FREDERICTON (GNB) – The provincial government has made changes to how disaster financial assistance is provided to address the financial implications of more frequent and larger-scale events.

In New Brunswick and across Canada, the frequency and severity of heavy rain, spring freshets, ice-jam flooding, freezing rain, severe winds, tropical and post-tropical storms, and sea-level rise are causing increased flooding, erosion, power interruptions, damage to infrastructure and property, and pressures on emergency response.

“In New Brunswick over the past nine years, there have been 12 events that have prompted the need for disaster financial assistance,” said Public Safety Minister Kris Austin. “Over that span, New Brunswick has sustained an estimated total of $369 million in damage. All the provinces and the federal government are struggling with the rising costs and how to address them.”

Three changes are being made to help people leave areas prone to flooding and encourage property owners to manage their own risks.

•           Increasing the maximum payout for structural damage.

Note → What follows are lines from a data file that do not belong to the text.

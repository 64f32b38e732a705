//! Detection of a model repeating the same tool call.

use serde_json::{json, Value};

use crate::permission::DOOM_LOOP;
use crate::session::{Part, PartKind};
use crate::tools::PermissionCheck;

pub const DEFAULT_THRESHOLD: usize = 3;

/// Tool name and input of one call, compared structurally.
#[derive(Debug, Clone, PartialEq)]
pub struct ToolCallRecord {
    pub tool: String,
    pub input: Value,
}

impl ToolCallRecord {
    fn from_part(part: &Part) -> Option<Self> {
        match &part.kind {
            PartKind::Tool { tool, state, .. } => Some(Self {
                tool: tool.clone(),
                input: state.input().clone(),
            }),
            _ => None,
        }
    }

    /// Permission check escalating the loop to policy.
    pub fn escalation(&self) -> PermissionCheck {
        PermissionCheck::new(DOOM_LOOP, vec![self.tool.clone()])
            .with_metadata(json!({ "tool": self.tool, "input": self.input }))
    }
}

/// The repeated call, if the last `threshold` tool parts are identical.
pub fn detect(parts: &[Part], threshold: usize) -> Option<ToolCallRecord> {
    if threshold == 0 {
        return None;
    }
    let window: Vec<ToolCallRecord> = parts
        .iter()
        .rev()
        .filter_map(ToolCallRecord::from_part)
        .take(threshold)
        .collect();
    if window.len() < threshold {
        return None;
    }
    let first = &window[0];
    window[1..]
        .iter()
        .all(|record| record == first)
        .then(|| first.clone())
}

•           Setting a cap on the amount of assistance paid for any property for the same type of disaster.

•           Lowering the threshold for buyouts for those affected by floods.

Until now, the maximum a homeowner could file for under disaster financial assistance was $160,000 per incident causing structural damage. This limit has been increased and capped at $200,000 for private homes for claims related to the same type of disaster (flooding, coastal storm surge, etc.). If a property is damaged three times by overland flooding, for example, and the property owner makes claims of $60,000, $60,000, and $80,000, the property owner can no longer make another claim related to overland flooding.

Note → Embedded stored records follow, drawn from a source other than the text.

//! Typed access to validated tool arguments.

use serde::de::DeserializeOwned;
use serde_json::Value;

use crate::error::{KilnError, Result};

/// Arguments passed to a tool, already checked against its schema.
#[derive(Debug, Clone, PartialEq)]
pub struct ToolArguments {
    raw: Value,
}

impl ToolArguments {
    pub fn new(raw: Value) -> Self {
        Self { raw }
    }

    pub fn raw(&self) -> &Value {
        &self.raw
    }

    pub fn into_raw(self) -> Value {
        self.raw
    }

    pub fn get_str(&self, key: &str) -> Result<&str> {
        self.get_str_opt(key)
            .ok_or_else(|| KilnError::Validation(format!("missing string argument '{key}'")))
    }

    pub fn get_str_opt(&self, key: &str) -> Option<&str> {
        self.raw.get(key).and_then(Value::as_str)
    }

    pub fn get_i64(&self, key: &str) -> Result<i64> {
        self.get_i64_opt(key)
            .ok_or_else(|| KilnError::Validation(format!("missing integer argument '{key}'")))
    }

    pub fn get_i64_opt(&self, key: &str) -> Option<i64> {
        self.raw.get(key).and_then(Value::as_i64)
    }

    pub fn get_bool(&self, key: &str) -> Option<bool> {
        self.raw.get(key).and_then(Value::as_bool)
    }

    /// Deserialize the whole argument object.
    pub fn deserialize<T: DeserializeOwned>(&self) -> Result<T> {
        Ok(serde_json::from_value(self.raw.clone())?)
    }

    /// Deserialize one field.
    pub fn field<T: DeserializeOwned>(&self, key: &str) -> Result<T> {
        let value = self
            .raw
            .get(key)
            .cloned()
            .ok_or_else(|| KilnError::Validation(format!("missing argument '{key}'")))?;
        Ok(serde_json::from_value(value)?)
    }
}

#[cfg(test)]
mod tests {
    use super::*;
    use serde::Deserialize;
    use serde_json::json;

    #[test]
    fn typed_getters() {
        let args = ToolArguments::new(json!({ "path": "a.txt", "limit": 10, "force": true }));
        assert_eq!(args.get_str("path").unwrap(), "a.txt");
        assert_eq!(args.get_i64("limit").unwrap(), 10);
        assert_eq!(args.get_bool("force"), Some(true));
        assert!(args.get_str("missing").is_err());
        assert_eq!(args.get_str_opt("limit"), None);
    }

    #[test]
    fn deserializes_fields() {
        #[derive(Deserialize, PartialEq, Debug)]
        struct Call {
            tool: String,
        }
        let args = ToolArguments::new(json!({ "calls": [{ "tool": "read" }] }));
        let calls: Vec<Call> = args.field("calls").unwrap();
        assert_eq!(calls, vec![Call { tool: "read".into() }]);
        assert!(args.field::<Vec<Call>>("other").is_err());
    }
}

Once the $200,000 limit has been reached, a notice will be placed on the provincial government’s land registry, stating the property is no longer eligible for the government’s disaster financial assistance funding for inland or coastal flooding.

Previously, for a homeowner to be offered a buyout, damage had to be 80 per cent of the property’s fair market value; for example, a $200,000 property had to have sustained $160,000 worth of structural damage. For future disasters, the threshold has changed to 50 per cent arising from one event, or 80 per cent accumulated across multiple disasters, such as flooding.